* _EXERCISE_
The data below is to be set down again exactly as written.

■ ■ ■ ■

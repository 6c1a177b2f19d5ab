use crate::{
    config::{Config, ServerConfig, Validatable},
    inference_service::InferenceService,
    labels::ClassNames,
    model_service::ModelService,
    ort_service::OrtModelService,
    routes::api_routes,
    telemetry::Metrics,
};
use axum::{extract::DefaultBodyLimit, Router};
use axum_otel_metrics::HttpMetricsLayerBuilder;
use std::sync::Arc;
use tokio::{net::TcpListener, signal};
use tower_http::{
    cors::{Any, CorsLayer},
    trace::TraceLayer,
};

#[derive(Clone)]
pub struct SharedState<M: ModelService> {
    pub inference_service: InferenceService<M>,
    pub metrics: Arc<Metrics>,
}

pub fn build_router<M: ModelService>(state: SharedState<M>, config: &ServerConfig) -> Router {
    let metrics_layer = HttpMetricsLayerBuilder::new().build();

    Router::new()
        .merge(api_routes())
        .with_state(state)
        .layer(DefaultBodyLimit::max(config.max_upload_bytes))
        .layer(TraceLayer::new_for_http())
        .layer(
            CorsLayer::new()
                .allow_origin(Any)
                .allow_methods(Any)
                .allow_headers(Any),
        )
        .layer(metrics_layer)
}

pub struct HttpServer {
    router: Router,
    listener: TcpListener,
}

impl HttpServer {
    pub async fn new<M: ModelService>(
        state: SharedState<M>,
        config: &ServerConfig,
    ) -> anyhow::Result<Self> {
        let router = build_router(state, config);
        let listener = TcpListener::bind(config.get_address()).await?;

        Ok(Self { router, listener })
    }

    pub async fn run(self) -> anyhow::Result<()> {
        tracing::info!("Starting app on {}", self.listener.local_addr()?);

        axum::serve(self.listener, self.router)
            .with_graceful_shutdown(async {
                shutdown_signal().await;
                tracing::info!("Shutdown signal received, starting graceful shutdown");
            })
            .await?;

        Ok(())
    }
}

pub async fn start_server(config: Config) -> Result<(), Box<dyn std::error::Error>> {
    let class_names = ClassNames::load(&config.labels.get_path())?;
    let model_service = OrtModelService::new(&config.model)?;
    let metrics = Arc::new(Metrics::new()?);

    let state = SharedState {
        inference_service: InferenceService::new(
            model_service,
            class_names,
            config.model.image_size,
        ),
        metrics,
    };

    let server = HttpServer::new(state, &config.server).await?;
    server.run().await?;

    Ok(())
}

async fn shutdown_signal() {
    let ctrl_c = async {
        signal::ctrl_c()
            .await
            .expect("failed to install Ctrl+C handler");
    };

    let terminate = async {
        signal::unix::signal(signal::unix::SignalKind::terminate())
            .expect("failed to install signal handler")
            .recv()
            .await;
    };

    tokio::select! {
        _ = ctrl_c => {},
        _ = terminate => {},
    }
}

■ ■ ■ ■

* _COMPLETED TASK_
repository 6c1a177b2f19d5ab
use crate::{
    config::{Config, ServerConfig, Validatable},
    inference_service::InferenceService,
    labels::ClassNames,
    model_service::ModelService,
    ort_service::OrtModelService,
    routes::api_routes,
    telemetry::Metrics,
};
use axum::{extract::DefaultBodyLimit, Router};
use axum_otel_metrics::HttpMetricsLayerBuilder;
use std::sync::Arc;
use tokio::{net::TcpListener, signal};
use tower_http::{
    cors::{Any, CorsLayer},
    trace::TraceLayer,
};

#[derive(Clone)]
pub struct SharedState<M: ModelService> {
    pub inference_service: InferenceService<M>,
    pub metrics: Arc<Metrics>,
}

pub fn build_router<M: ModelService>(state: SharedState<M>, config: &ServerConfig) -> Router {
    let metrics_layer = HttpMetricsLayerBuilder::new().build();

    Router::new()
        .merge(api_routes())
        .with_state(state)
        .layer(DefaultBodyLimit::max(config.max_upload_bytes))
        .layer(TraceLayer::new_for_http())
        .layer(
            CorsLayer::new()
                .allow_origin(Any)
                .allow_methods(Any)
                .allow_headers(Any),
        )
        .layer(metrics_layer)
}

pub struct HttpServer {
    router: Router,
    listener: TcpListener,
}

impl HttpServer {
    pub async fn new<M: ModelService>(
        state: SharedState<M>,
        config: &ServerConfig,
    ) -> anyhow::Result<Self> {
        let router = build_router(state, config);
        let listener = TcpListener::bind(config.get_address()).await?;

        Ok(Self { router, listener })
    }

    pub async fn run(self) -> anyhow::Result<()> {
        tracing::info!("Starting app on {}", self.listener.local_addr()?);

        axum::serve(self.listener, self.router)
            .with_graceful_shutdown(async {
                shutdown_signal().await;
                tracing::info!("Shutdown signal received, starting graceful shutdown");
            })
            .await?;

        Ok(())
    }
}

pub async fn start_server(config: Config) -> Result<(), Box<dyn std::error::Error>> {
    let class_names = ClassNames::load(&config.labels.get_path())?;
    let model_service = OrtModelService::new(&config.model)?;
    let metrics = Arc::new(Metrics::new()?);

    let state = SharedState {
        inference_service: InferenceService::new(
            model_service,
            class_names,
            config.model.image_size,
        ),
        metrics,
    };

    let server = HttpServer::new(state, &config.server).await?;
    server.run().await?;

    Ok(())
}

async fn shutdown_signal() {
    let ctrl_c = async {
        signal::ctrl_c()
            .await
            .expect("failed to install Ctrl+C handler");
    };

    let terminate = async {
        signal::unix::signal(signal::unix::SignalKind::terminate())
            .expect("failed to install signal handler")
            .recv()
            .await;
    };

    tokio::select! {
        _ = ctrl_c => {},
        _ = terminate => {},
    }
}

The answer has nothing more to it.